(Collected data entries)

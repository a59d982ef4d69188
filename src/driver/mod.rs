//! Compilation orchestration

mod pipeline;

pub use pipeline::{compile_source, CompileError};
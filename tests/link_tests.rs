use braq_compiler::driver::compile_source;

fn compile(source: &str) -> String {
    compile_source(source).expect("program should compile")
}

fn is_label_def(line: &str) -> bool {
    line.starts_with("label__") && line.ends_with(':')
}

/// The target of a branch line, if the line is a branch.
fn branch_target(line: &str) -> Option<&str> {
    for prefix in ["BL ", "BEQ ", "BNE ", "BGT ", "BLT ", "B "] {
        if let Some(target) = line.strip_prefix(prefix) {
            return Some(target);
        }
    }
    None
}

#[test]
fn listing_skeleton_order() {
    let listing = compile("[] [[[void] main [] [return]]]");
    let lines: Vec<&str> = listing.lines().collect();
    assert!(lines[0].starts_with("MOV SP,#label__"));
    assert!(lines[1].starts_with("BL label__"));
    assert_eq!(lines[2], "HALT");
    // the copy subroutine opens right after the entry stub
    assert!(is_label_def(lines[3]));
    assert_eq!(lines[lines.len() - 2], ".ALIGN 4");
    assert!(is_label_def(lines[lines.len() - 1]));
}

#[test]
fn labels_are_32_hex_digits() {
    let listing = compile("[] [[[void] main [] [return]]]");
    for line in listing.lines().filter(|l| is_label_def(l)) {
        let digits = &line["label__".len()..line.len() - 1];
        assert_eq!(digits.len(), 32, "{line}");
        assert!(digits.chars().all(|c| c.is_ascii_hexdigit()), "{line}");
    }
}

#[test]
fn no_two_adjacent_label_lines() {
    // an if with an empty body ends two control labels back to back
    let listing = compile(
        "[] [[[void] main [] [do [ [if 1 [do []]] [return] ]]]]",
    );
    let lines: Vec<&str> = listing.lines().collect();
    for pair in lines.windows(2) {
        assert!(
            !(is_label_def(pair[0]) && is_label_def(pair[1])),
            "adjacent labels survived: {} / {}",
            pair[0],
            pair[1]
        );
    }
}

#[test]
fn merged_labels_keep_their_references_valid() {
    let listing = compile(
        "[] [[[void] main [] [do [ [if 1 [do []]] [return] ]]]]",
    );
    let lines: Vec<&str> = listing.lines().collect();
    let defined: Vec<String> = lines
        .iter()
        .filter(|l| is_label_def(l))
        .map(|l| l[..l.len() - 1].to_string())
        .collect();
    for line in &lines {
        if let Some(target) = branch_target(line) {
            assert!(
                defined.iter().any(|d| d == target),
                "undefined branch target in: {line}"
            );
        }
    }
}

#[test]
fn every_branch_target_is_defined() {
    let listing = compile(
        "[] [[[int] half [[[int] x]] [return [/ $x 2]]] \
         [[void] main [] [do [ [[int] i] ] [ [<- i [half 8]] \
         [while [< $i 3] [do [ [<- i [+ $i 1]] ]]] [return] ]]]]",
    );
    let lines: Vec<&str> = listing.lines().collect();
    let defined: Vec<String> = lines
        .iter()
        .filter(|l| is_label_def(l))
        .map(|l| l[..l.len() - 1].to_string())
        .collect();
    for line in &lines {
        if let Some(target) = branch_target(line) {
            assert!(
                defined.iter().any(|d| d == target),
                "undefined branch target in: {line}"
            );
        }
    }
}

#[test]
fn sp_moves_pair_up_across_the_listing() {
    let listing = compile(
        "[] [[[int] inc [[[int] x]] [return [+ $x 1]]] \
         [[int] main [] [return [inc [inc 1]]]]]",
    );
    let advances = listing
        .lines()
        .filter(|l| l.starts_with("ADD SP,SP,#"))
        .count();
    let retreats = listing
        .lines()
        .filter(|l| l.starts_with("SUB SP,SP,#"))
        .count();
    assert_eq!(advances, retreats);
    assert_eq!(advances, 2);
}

> **Task statement**:
Exact reproduction is required. Give the lines of the data from its first line through the line containing "back to back", and no others.

> **Task answer**:
repository a59d982ef4d69188
filename src/driver/mod.rs
//! Compilation orchestration

mod pipeline;

pub use pipeline::{compile_source, CompileError};
filename tests/link_tests.rs
use braq_compiler::driver::compile_source;

fn compile(source: &str) -> String {
    compile_source(source).expect("program should compile")
}

fn is_label_def(line: &str) -> bool {
    line.starts_with("label__") && line.ends_with(':')
}

/// The target of a branch line, if the line is a branch.
fn branch_target(line: &str) -> Option<&str> {
    for prefix in ["BL ", "BEQ ", "BNE ", "BGT ", "BLT ", "B "] {
        if let Some(target) = line.strip_prefix(prefix) {
            return Some(target);
        }
    }
    None
}

#[test]
fn listing_skeleton_order() {
    let listing = compile("[] [[[void] main [] [return]]]");
    let lines: Vec<&str> = listing.lines().collect();
    assert!(lines[0].starts_with("MOV SP,#label__"));
    assert!(lines[1].starts_with("BL label__"));
    assert_eq!(lines[2], "HALT");
    // the copy subroutine opens right after the entry stub
    assert!(is_label_def(lines[3]));
    assert_eq!(lines[lines.len() - 2], ".ALIGN 4");
    assert!(is_label_def(lines[lines.len() - 1]));
}

#[test]
fn labels_are_32_hex_digits() {
    let listing = compile("[] [[[void] main [] [return]]]");
    for line in listing.lines().filter(|l| is_label_def(l)) {
        let digits = &line["label__".len()..line.len() - 1];
        assert_eq!(digits.len(), 32, "{line}");
        assert!(digits.chars().all(|c| c.is_ascii_hexdigit()), "{line}");
    }
}

#[test]
fn no_two_adjacent_label_lines() {
    // an if with an empty body ends two control labels back to back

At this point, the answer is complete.